ClojureScript from First Principles [video]
7 comments
·July 2, 2025tekacs
I was in the audience, asking the question at the end of the video!
I didn't quite get the question across and got an answer to a different question, so to re-state my actual question (that I asked David later), I was curious how heavy a lift it would be to preserve enough information in production ClojureScript compilation to allow re-hydrating. The aim being to re-hydrate enough in production that e.g. in the event of issues or errors, you might attach a REPL to that production build and poke at it.
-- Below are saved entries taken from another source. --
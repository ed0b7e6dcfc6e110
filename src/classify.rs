// ── Change classifier ─────────────────────────────────────────────────────────
//
// Decides whether a paste changed more than whitespace.  Lines are split on
// `\n` only; a `\r` stays in the line and is removed by trimming like any
// other trailing whitespace.

/// Whitespace as editor hosts trim it: the ECMAScript `WhiteSpace` and
/// `LineTerminator` sets.  Unlike `char::is_whitespace` this excludes
/// U+0085 (NEL) and includes the BOM.
fn is_trimmable(c: char) -> bool {
    matches!(
        c,
        '\t' | '\u{0B}' | '\u{0C}' | ' ' | '\u{A0}' | '\u{FEFF}'
            | '\u{1680}' | '\u{2000}'..='\u{200A}' | '\u{202F}' | '\u{205F}' | '\u{3000}'
            | '\n' | '\r' | '\u{2028}' | '\u{2029}'
    )
}

fn trimmed(line: &str) -> &str {
    line.trim_matches(is_trimmable)
}

/// `true` when `new` differs from `old` by more than leading or trailing
/// whitespace on some line.
///
/// A different line count is always meaningful.  Lines are compared by
/// position, so reordering identical lines is meaningful too.
pub fn changed_meaningfully(old: &str, new: &str) -> bool {
    // `split` on "" yields one empty line, matching the host's view of an
    // empty document.
    if old.split('\n').count() != new.split('\n').count() {
        return true;
    }
    old.split('\n')
        .zip(new.split('\n'))
        .any(|(a, b)| trimmed(a) != trimmed(b))
}

// ── Tests ─────────────────────────────────────────────────────────────────────
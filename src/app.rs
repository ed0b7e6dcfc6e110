// ── Paste flow & controller state ─────────────────────────────────────────────
//
// A single `DiffPaste` is created when the host loads diff-paste and lives
// until `shutdown`.  It owns the only snapshot slot.  Every flow entry point
// takes `&mut self`, so two paste flows on one controller can never overlap;
// a host that shares the controller wraps it in its own lock and thereby
// queues the second invocation.

use tracing::{debug, info};

use crate::classify::changed_meaningfully;
use crate::commands::Command;
use crate::config::{Settings, SettingsSource};
use crate::editor::{DiffRequest, DocumentId, EditorHost};
use crate::error::Result;
use crate::snapshot::{PendingSnapshot, SnapshotSlot, VirtualUri};

/// Notice shown when a reviewed paste only moved whitespace around.
pub const WHITESPACE_ONLY_NOTICE: &str = "Diff Paste: Only whitespace/indentation changed.";

/// Which path a paste invocation took.
#[derive(Debug, Clone, Copy, PartialEq, Eq)]
pub enum PasteOutcome {
    /// The host's own paste ran; nothing was captured.
    PlainPaste,
    /// The paste changed content and a diff view was opened.
    DiffShown,
    /// The paste changed whitespace only; the snapshot was dropped.
    WhitespaceOnly,
}

/// Top-level diff-paste state for one editor session.
pub struct DiffPaste<H> {
    host: H,
    settings: Box<dyn SettingsSource>,
    slot: SnapshotSlot,
}

impl<H: EditorHost> DiffPaste<H> {
    /// Controller with the default settings.
    pub fn new(host: H) -> Self {
        Self::with_settings(host, Settings::default())
    }

    pub fn with_settings(host: H, settings: impl SettingsSource + 'static) -> Self {
        Self {
            host,
            settings: Box::new(settings),
            slot: SnapshotSlot::new(),
        }
    }

    pub fn host(&self) -> &H {
        &self.host
    }

    /// Drive the host between commands: open documents, move focus, load
    /// the clipboard.
    pub fn host_mut(&mut self) -> &mut H {
        &mut self.host
    }

    /// Run the command registered under `cmd`.
    pub async fn execute(&mut self, cmd: Command) -> Result<PasteOutcome> {
        match cmd {
            Command::AutoPaste => self.auto_paste().await,
            Command::ForceDiffPaste => self.force_diff_paste().await,
        }
    }

    // ── Commands ──────────────────────────────────────────────────────────────

    /// Paste, reviewing it in a diff when the clipboard text or the text it
    /// replaces reaches `diffPaste.minPasteSize`.
    pub async fn auto_paste(&mut self) -> Result<PasteOutcome> {
        let Some(doc) = self.host.active_document() else {
            return self.plain_paste().await;
        };

        let gate = self.settings.load().gate();
        let clipboard = self.host.read_clipboard().await?;
        let selections = self.host.selected_texts(&doc)?;
        let significant = gate.check(&clipboard, selections.iter().map(String::as_str));
        debug!(
            doc = %doc,
            min_paste_size = gate.min_paste_size(),
            significant,
            "paste gate evaluated"
        );

        if !significant {
            return self.plain_paste().await;
        }
        self.force_diff_paste().await
    }

    /// Paste and review the result, whatever its size.
    pub async fn force_diff_paste(&mut self) -> Result<PasteOutcome> {
        let Some(doc) = self.host.active_document() else {
            return self.plain_paste().await;
        };

        let before = self.host.document_text(&doc)?;
        self.slot.capture(doc.clone(), before);
        debug!(doc = %doc, "captured pre-paste snapshot");

        // On failure the slot stays populated; the next capture replaces it.
        self.host.paste().await?;

        let after = self.host.document_text(&doc)?;
        if changed_meaningfully(self.slot.text(), &after) {
            let request = DiffRequest::for_paste(&doc);
            info!(doc = %doc, original = %request.original, "showing paste diff");
            self.host.show_diff(request).await?;
            Ok(PasteOutcome::DiffShown)
        } else {
            info!(doc = %doc, "paste changed whitespace only");
            self.slot.clear();
            self.host.notify(WHITESPACE_ONLY_NOTICE);
            Ok(PasteOutcome::WhitespaceOnly)
        }
    }

    async fn plain_paste(&mut self) -> Result<PasteOutcome> {
        self.host.paste().await?;
        Ok(PasteOutcome::PlainPaste)
    }

    // ── Virtual content ───────────────────────────────────────────────────────

    /// Left-side text for a `diff-paste:` resource: the held snapshot
    /// verbatim, or `""` once it has been cleared.
    ///
    /// The URI's path is not consulted; there is only one slot to serve.
    pub fn provide_content(&self, _uri: &VirtualUri) -> &str {
        self.slot.text()
    }

    pub fn pending(&self) -> Option<&PendingSnapshot> {
        self.slot.get()
    }

    /// The document the live snapshot was taken from.
    pub fn pending_document(&self) -> Option<&DocumentId> {
        self.slot.document()
    }

    // ── Lifecycle ─────────────────────────────────────────────────────────────

    /// Drop any held snapshot; called when the host unloads diff-paste.
    pub fn shutdown(&mut self) {
        self.slot.clear();
    }
}

// ── Tests ─────────────────────────────────────────────────────────────────────
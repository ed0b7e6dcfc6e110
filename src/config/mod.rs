// ── Settings ──────────────────────────────────────────────────────────────────
//
// Reads and writes the `diffPaste.*` keys of a JSON settings file.
// The file may hold unrelated editor settings; unknown keys are ignored on
// read and preserved on write.
// No `unsafe` — pure safe Rust + serde_json.

use std::{ffi::OsString, fs, io, path::PathBuf};

use serde::{Deserialize, Deserializer};
use serde_json::{Map, Value};

use crate::error::Result;
use crate::gate::{PasteGate, DEFAULT_MIN_PASTE_SIZE};

/// Key of the threshold in the settings file.
pub const MIN_PASTE_SIZE_KEY: &str = "diffPaste.minPasteSize";

// ── On-disk type ──────────────────────────────────────────────────────────────

/// The settings diff-paste reads.
#[derive(Debug, Clone, Copy, PartialEq, Eq, Deserialize)]
pub struct Settings {
    /// Clipboard or replaced-selection length (UTF-16 units) at which
    /// auto-paste switches to a reviewed paste.
    #[serde(
        rename = "diffPaste.minPasteSize",
        default = "default_min_paste_size",
        deserialize_with = "size_from_number"
    )]
    pub min_paste_size: usize,
}

fn default_min_paste_size() -> usize {
    DEFAULT_MIN_PASTE_SIZE
}

/// Accept any JSON number, as editor settings do.
fn size_from_number<'de, D: Deserializer<'de>>(d: D) -> std::result::Result<usize, D::Error> {
    f64::deserialize(d).map(threshold_from_number)
}

/// Lengths are whole numbers, so `len >= n` holds exactly when
/// `len >= ceil(n)`; anything at or below zero gates every paste.
fn threshold_from_number(n: f64) -> usize {
    if n.is_nan() || n <= 0.0 {
        0
    } else {
        // `as` saturates at usize::MAX.
        n.ceil() as usize
    }
}

impl Default for Settings {
    fn default() -> Self {
        Self {
            min_paste_size: DEFAULT_MIN_PASTE_SIZE,
        }
    }
}

impl Settings {
    pub fn gate(self) -> PasteGate {
        PasteGate::new(self.min_paste_size)
    }
}

// ── Sources ───────────────────────────────────────────────────────────────────

/// Where the paste flow gets its settings.  Called once per gate evaluation,
/// so edits take effect on the next paste.
pub trait SettingsSource: Send + Sync {
    fn load(&self) -> Settings;
}

/// Fixed settings, e.g. from an embedder that manages its own config.
impl SettingsSource for Settings {
    fn load(&self) -> Settings {
        *self
    }
}

/// A JSON settings file re-read on every `load`.
#[derive(Debug, Clone)]
pub struct SettingsFile {
    path: PathBuf,
}

impl SettingsFile {
    pub fn new(path: impl Into<PathBuf>) -> Self {
        Self { path: path.into() }
    }

    /// The per-user settings file (see `settings_path`).
    ///
    /// Returns `None` if no config directory can be determined.
    pub fn user() -> Option<Self> {
        settings_path().map(Self::new)
    }

    pub fn path(&self) -> &std::path::Path {
        &self.path
    }

    /// Read and parse the file.  A missing file is `Ok(None)`.
    pub fn read(&self) -> Result<Option<Settings>> {
        let data = match fs::read(&self.path) {
            Ok(data) => data,
            Err(e) if e.kind() == io::ErrorKind::NotFound => return Ok(None),
            Err(e) => return Err(e.into()),
        };
        Ok(Some(serde_json::from_slice(&data)?))
    }

    /// Write `settings` into the file, creating the parent directory if it
    /// does not exist.
    ///
    /// Only the `diffPaste.*` keys are replaced; every other key is kept.  A
    /// file that exists but is not a JSON object is left untouched and
    /// reported as an error.
    pub fn save(&self, settings: &Settings) -> Result<()> {
        let mut root = self.read_object()?;
        root.insert(
            MIN_PASTE_SIZE_KEY.to_owned(),
            Value::from(settings.min_paste_size),
        );

        if let Some(dir) = self.path.parent() {
            fs::create_dir_all(dir)?;
        }
        let file = fs::File::create(&self.path)?;
        serde_json::to_writer_pretty(file, &root)?;
        Ok(())
    }

    /// The file's top-level object; empty when the file is missing or blank.
    fn read_object(&self) -> Result<Map<String, Value>> {
        let data = match fs::read(&self.path) {
            Ok(data) => data,
            Err(e) if e.kind() == io::ErrorKind::NotFound => return Ok(Map::new()),
            Err(e) => return Err(e.into()),
        };
        if data.iter().all(u8::is_ascii_whitespace) {
            return Ok(Map::new());
        }
        Ok(serde_json::from_slice(&data)?)
    }
}

impl SettingsSource for SettingsFile {
    /// Falls back to defaults on any error so that a broken settings file
    /// never blocks a paste.
    fn load(&self) -> Settings {
        match self.read() {
            Ok(Some(settings)) => settings,
            Ok(None) => Settings::default(),
            Err(e) => {
                tracing::warn!(path = %self.path.display(), "ignoring unreadable settings: {e}");
                Settings::default()
            }
        }
    }
}

// ── Path ──────────────────────────────────────────────────────────────────────

/// Return the per-user settings file path.
///
/// Tried in order: `%APPDATA%\DiffPaste\settings.json`,
/// `$XDG_CONFIG_HOME/diff-paste/settings.json` (when non-empty),
/// `$HOME/.config/diff-paste/settings.json`.
pub fn settings_path() -> Option<PathBuf> {
    resolve_settings_path(
        std::env::var_os("APPDATA"),
        std::env::var_os("XDG_CONFIG_HOME"),
        std::env::var_os("HOME"),
    )
}

fn resolve_settings_path(
    appdata: Option<OsString>,
    xdg_config_home: Option<OsString>,
    home: Option<OsString>,
) -> Option<PathBuf> {
    if let Some(appdata) = appdata {
        let mut p = PathBuf::from(appdata);
        p.push("DiffPaste");
        p.push("settings.json");
        return Some(p);
    }
    let mut p = match xdg_config_home {
        Some(dir) if !dir.is_empty() => PathBuf::from(dir),
        _ => {
            let mut home = PathBuf::from(home?);
            home.push(".config");
            home
        }
    };
    p.push("diff-paste");
    p.push("settings.json");
    Some(p)
}

// ── Tests ─────────────────────────────────────────────────────────────────────

#[cfg(test)]
mod tests {
    use super::*;

    fn os(s: &str) -> Option<OsString> {
        Some(OsString::from(s))
    }

    #[test]
    fn parses_editor_style_key() {
        let s: Settings = serde_json::from_str(r#"{"diffPaste.minPasteSize": 250}"#).unwrap();
        assert_eq!(s.min_paste_size, 250);
    }

    /// Settings files are shared with the rest of the editor; foreign keys
    /// must not break parsing and a missing key means the default.
    #[test]
    fn missing_key_defaults_and_foreign_keys_are_ignored() {
        let json = r#"{"editor.fontSize": 14, "files.eol": "\n"}"#;
        let s: Settings = serde_json::from_str(json).unwrap();
        assert_eq!(s, Settings::default());
        assert_eq!(s.min_paste_size, 100);
    }

    #[test]
    fn fractional_size_rounds_up() {
        let s: Settings = serde_json::from_str(r#"{"diffPaste.minPasteSize": 50.5}"#).unwrap();
        assert_eq!(s.min_paste_size, 51);
        assert!(!s.gate().is_significant(50, 0));
        assert!(s.gate().is_significant(51, 0));
    }

    #[test]
    fn non_positive_size_gates_every_paste() {
        for json in [
            r#"{"diffPaste.minPasteSize": -1}"#,
            r#"{"diffPaste.minPasteSize": 0}"#,
        ] {
            let s: Settings = serde_json::from_str(json).unwrap();
            assert_eq!(s.min_paste_size, 0, "{json}");
        }
    }

    #[test]
    fn non_numeric_size_is_rejected() {
        assert!(serde_json::from_str::<Settings>(r#"{"diffPaste.minPasteSize": "big"}"#).is_err());
    }

    #[test]
    fn missing_file_reads_as_none_and_loads_defaults() {
        let dir = tempfile::tempdir().unwrap();
        let file = SettingsFile::new(dir.path().join("settings.json"));
        assert!(file.read().unwrap().is_none());
        assert_eq!(file.load(), Settings::default());
    }

    #[test]
    fn malformed_file_loads_defaults() {
        let dir = tempfile::tempdir().unwrap();
        let path = dir.path().join("settings.json");
        fs::write(&path, "{ not json").unwrap();
        let file = SettingsFile::new(&path);
        assert!(file.read().is_err());
        assert_eq!(file.load(), Settings::default());
    }

    #[test]
    fn save_creates_directory_and_load_sees_it() {
        let dir = tempfile::tempdir().unwrap();
        let file = SettingsFile::new(dir.path().join("nested").join("settings.json"));
        file.save(&Settings { min_paste_size: 7 }).unwrap();
        assert_eq!(file.load().min_paste_size, 7);

        let written = fs::read_to_string(file.path()).unwrap();
        assert!(written.contains("\"diffPaste.minPasteSize\": 7"));
    }

    #[test]
    fn save_keeps_unrelated_keys() {
        let dir = tempfile::tempdir().unwrap();
        let path = dir.path().join("settings.json");
        fs::write(&path, r#"{"editor.fontSize": 14, "diffPaste.minPasteSize": 100}"#).unwrap();

        let file = SettingsFile::new(&path);
        file.save(&Settings { min_paste_size: 5 }).unwrap();

        let root: Map<String, Value> =
            serde_json::from_str(&fs::read_to_string(&path).unwrap()).unwrap();
        assert_eq!(root.get("editor.fontSize"), Some(&Value::from(14)));
        assert_eq!(root.get(MIN_PASTE_SIZE_KEY), Some(&Value::from(5)));
        assert_eq!(root.len(), 2);
    }

    #[test]
    fn save_refuses_to_clobber_malformed_file() {
        let dir = tempfile::tempdir().unwrap();
        let path = dir.path().join("settings.json");
        fs::write(&path, "[1, 2").unwrap();

        let file = SettingsFile::new(&path);
        assert!(file.save(&Settings { min_paste_size: 5 }).is_err());
        assert_eq!(fs::read_to_string(&path).unwrap(), "[1, 2");
    }

    #[test]
    fn save_over_blank_file() {
        let dir = tempfile::tempdir().unwrap();
        let path = dir.path().join("settings.json");
        fs::write(&path, "\n").unwrap();

        let file = SettingsFile::new(&path);
        file.save(&Settings { min_paste_size: 9 }).unwrap();
        assert_eq!(file.load().min_paste_size, 9);
    }

    #[test]
    fn fixed_settings_are_their_own_source() {
        let s = Settings { min_paste_size: 3 };
        assert_eq!(SettingsSource::load(&s), s);
        assert!(s.gate().is_significant(3, 0));
    }

    // ── settings_path ────────────────────────────────────────────────────────

    #[test]
    fn appdata_wins_over_everything() {
        let p = resolve_settings_path(os("C:/Users/me/AppData"), os("/xdg"), os("/home/me"));
        assert_eq!(
            p,
            Some(PathBuf::from("C:/Users/me/AppData").join("DiffPaste").join("settings.json"))
        );
    }

    #[test]
    fn xdg_config_home_before_home() {
        let p = resolve_settings_path(None, os("/xdg"), os("/home/me"));
        assert_eq!(p, Some(PathBuf::from("/xdg/diff-paste/settings.json")));
    }

    #[test]
    fn empty_xdg_config_home_falls_back_to_home() {
        let p = resolve_settings_path(None, os(""), os("/home/me"));
        assert_eq!(p, Some(PathBuf::from("/home/me/.config/diff-paste/settings.json")));

        let p = resolve_settings_path(None, None, os("/home/me"));
        assert_eq!(p, Some(PathBuf::from("/home/me/.config/diff-paste/settings.json")));
    }

    #[test]
    fn no_home_means_no_path() {
        assert_eq!(resolve_settings_path(None, None, None), None);
        assert_eq!(resolve_settings_path(None, os(""), None), None);
    }

    #[test]
    fn user_file_uses_resolved_path() {
        assert_eq!(
            SettingsFile::user().map(|f| f.path().to_path_buf()),
            settings_path()
        );
    }
}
The answer (which I mostly knew/expected) is... quite a heavy lift. I can imagine some possible solutions, but I'm mostly-Rust nowadays, so no solution from me soon. :)
I also really recommend the other [1] talks [2] from this event!
[1]: https://youtu.be/8K4IdE89IRA (Aaron, on using lenses, this sorta stuff [3])
[2]: https://youtu.be/fcSJAuUGVs8 (Ben, on a core.async error handling strategy that I had totally missed and totally changes the ergonomics of using c.a!)
[3]: https://github.com/tekacs/factor/blob/master/src/factor/lens...
billfruit
What do you mean by re-hydrate?
ingen0s
Deffinitly cool, I am sold (100 years later...)
chamomeal
This is such a good intro to clojurescript in general. I’ve dabbled in clojure for a few months, and CLJS seems really cool but also really confusing to get into. It’s got a whole ecosystem to itself.
Now I’m SUPER excited to try cljs!! It’s crazy how modern it is despite being kinda old in webdev terms
cjohnson318
Thanks, I was just looking for ClojureScript material!
The way he shows off his REPL in VS code that controls the browser just reminds me how absurd this workflow of constantly switching between the browser and the IDE is, and it's even more absurd since VS code is an electron app, so you're really switching between chrome and chrome.